[About this task]
Search each line below for the word "must" and list those that contain it.

[Records shown]
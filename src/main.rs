//! Command-line front end for linktrack.
//!
//! Generates and decodes tracking links and adapts HTML documents using the
//! configuration read from the environment.
//!
//! # Usage
//!
//! ```bash
//! # Generate an encryption key
//! linktrack keygen
//!
//! # Open-tracking (pixel) link
//! linktrack open --metadata '{"customer_id": 1}'
//!
//! # Click-tracking link
//! linktrack click https://www.example.com/landing --metadata '{"customer_id": 1}'
//!
//! # Decode a link, a request path or a bare token
//! linktrack decode https://trackingdomain.com/path/eyJtZXRh...
//!
//! # Adapt an email (use - for stdin)
//! linktrack adapt email.html --metadata '{"customer_id": 1}' > tracked.html
//! ```
//!
//! # Environment Variables
//!
//! - `TRACKING_*`: see [`linktrack::config`]
//! - `RUST_LOG`: log filter (default: `info`)
//! - `LOG_FORMAT`: `text` or `json` (default: `text`)
//!
//! Logs go to stderr so that stdout only carries the command output.

use std::io::{self, Read};
use std::path::{Path, PathBuf};

use anyhow::{Context, Result, bail};
use clap::{Parser, Subcommand};
use colored::*;
use tracing_subscriber::EnvFilter;

use linktrack::codec::FernetCipher;
use linktrack::config::Configuration;
use linktrack::domain::{Metadata, metadata_from};
use linktrack::html::adapt_html;
use linktrack::tracking::{decode_token, get_click_tracking_url, get_open_tracking_url};
use linktrack::utils::{strip_base_url, token_from_path};

/// Tracking link generator and HTML adapter.
#[derive(Parser)]
#[command(name = "linktrack")]
#[command(author, version, about, long_about = None)]
struct Cli {
    #[command(subcommand)]
    command: Commands,
}

#[derive(Subcommand)]
enum Commands {
    /// Print an open-tracking (pixel) link
    Open {
        /// Metadata as a JSON object
        #[arg(short, long)]
        metadata: Option<String>,
    },

    /// Print a click-tracking link
    Click {
        /// Destination URL
        url: String,

        /// Metadata as a JSON object
        #[arg(short, long)]
        metadata: Option<String>,
    },

    /// Decode a tracking link, request path or token
    Decode {
        /// Full link, path or bare token
        encoded: String,

        /// Print the webhook body instead of the full result
        #[arg(long)]
        webhook: bool,
    },

    /// Rewrite an HTML document for tracking
    Adapt {
        /// HTML file, or - for stdin
        input: PathBuf,

        /// Leave links untouched
        #[arg(long)]
        no_click: bool,

        /// Do not insert the open-tracking pixel
        #[arg(long)]
        no_open: bool,

        /// Metadata as a JSON object
        #[arg(short, long)]
        metadata: Option<String>,
    },

    /// Generate a fresh encryption key
    Keygen,
}

fn main() -> Result<()> {
    // Load environment variables from .env file
    dotenvy::dotenv().ok();

    init_tracing()?;

    let cli = Cli::parse();

    match cli.command {
        Commands::Open { metadata } => {
            let config = load_config()?;
            let metadata = parse_metadata(metadata.as_deref())?;
            println!("{}", get_open_tracking_url(metadata.as_ref(), &config)?);
        }
        Commands::Click { url, metadata } => {
            let config = load_config()?;
            let metadata = parse_metadata(metadata.as_deref())?;
            println!("{}", get_click_tracking_url(&url, metadata.as_ref(), &config)?);
        }
        Commands::Decode { encoded, webhook } => decode(&encoded, webhook, &load_config()?)?,
        Commands::Adapt {
            input,
            no_click,
            no_open,
            metadata,
        } => {
            let config = load_config()?;
            let metadata = parse_metadata(metadata.as_deref())?;
            let html = read_input(&input)?;
            let adapted = adapt_html(&html, metadata.as_ref(), !no_click, !no_open, &config)
                .context("Failed to adapt HTML")?;
            print!("{adapted}");
        }
        Commands::Keygen => keygen()?,
    }

    Ok(())
}

fn load_config() -> Result<Configuration> {
    let config = Configuration::from_env()?;
    if tracing::enabled!(tracing::Level::DEBUG) {
        config.print_summary();
    }
    Ok(config)
}

fn init_tracing() -> Result<()> {
    let filter = EnvFilter::try_from_default_env().unwrap_or_else(|_| EnvFilter::new("info"));
    let builder = tracing_subscriber::fmt()
        .with_env_filter(filter)
        .with_writer(io::stderr);

    match std::env::var("LOG_FORMAT").as_deref() {
        Ok("json") => builder.json().init(),
        Ok("text") | Err(_) => builder.init(),
        Ok(other) => bail!("LOG_FORMAT must be 'text' or 'json', got '{}'", other),
    }

    Ok(())
}

/// Decodes whatever the user pasted: the base URL of either kind is
/// stripped, then the last path segment is taken as the token.
fn decode(encoded: &str, webhook: bool, config: &Configuration) -> Result<()> {
    let path = [config.base_click_tracking_url(), config.base_open_tracking_url()]
        .into_iter()
        .flatten()
        .find_map(|base| strip_base_url(encoded, base))
        .unwrap_or(encoded);

    let result = decode_token(token_from_path(path), config).context("Failed to decode token")?;

    let kind = if result.is_click_tracking {
        "click".bright_cyan()
    } else {
        "open".bright_green()
    };
    eprintln!("{} {}", "Decoded".bright_white().bold(), kind);

    let json = if webhook {
        serde_json::to_string_pretty(&result.webhook_payload())?
    } else {
        serde_json::to_string_pretty(&result)?
    };
    println!("{json}");

    Ok(())
}

fn keygen() -> Result<()> {
    let key = FernetCipher::generate_key()?;

    println!("{}", key.bright_yellow().bold());
    eprintln!();
    eprintln!(
        "{}",
        "Keep this key secret. Tokens sealed with it cannot be read without it."
            .red()
            .bold()
    );
    eprintln!("  {}={}", "TRACKING_ENCRYPTION_KEY".bright_cyan(), key);

    Ok(())
}

fn parse_metadata(raw: Option<&str>) -> Result<Option<Metadata>> {
    raw.map(|raw| {
        let value: serde_json::Value =
            serde_json::from_str(raw).context("--metadata must be valid JSON")?;
        metadata_from(&value).context("--metadata must be a JSON object")
    })
    .transpose()
}

fn read_input(input: &Path) -> Result<String> {
    if input.as_os_str() == "-" {
        let mut html = String::new();
        io::stdin()
            .read_to_string(&mut html)
            .context("Failed to read HTML from stdin")?;
        return Ok(html);
    }

    std::fs::read_to_string(input)
        .with_context(|| format!("Failed to read {}", input.display()))
}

[Answer to this task]
        Ok(other) => bail!("LOG_FORMAT must be 'text' or 'json', got '{}'", other),
            serde_json::from_str(raw).context("--metadata must be valid JSON")?;
        metadata_from(&value).context("--metadata must be a JSON object")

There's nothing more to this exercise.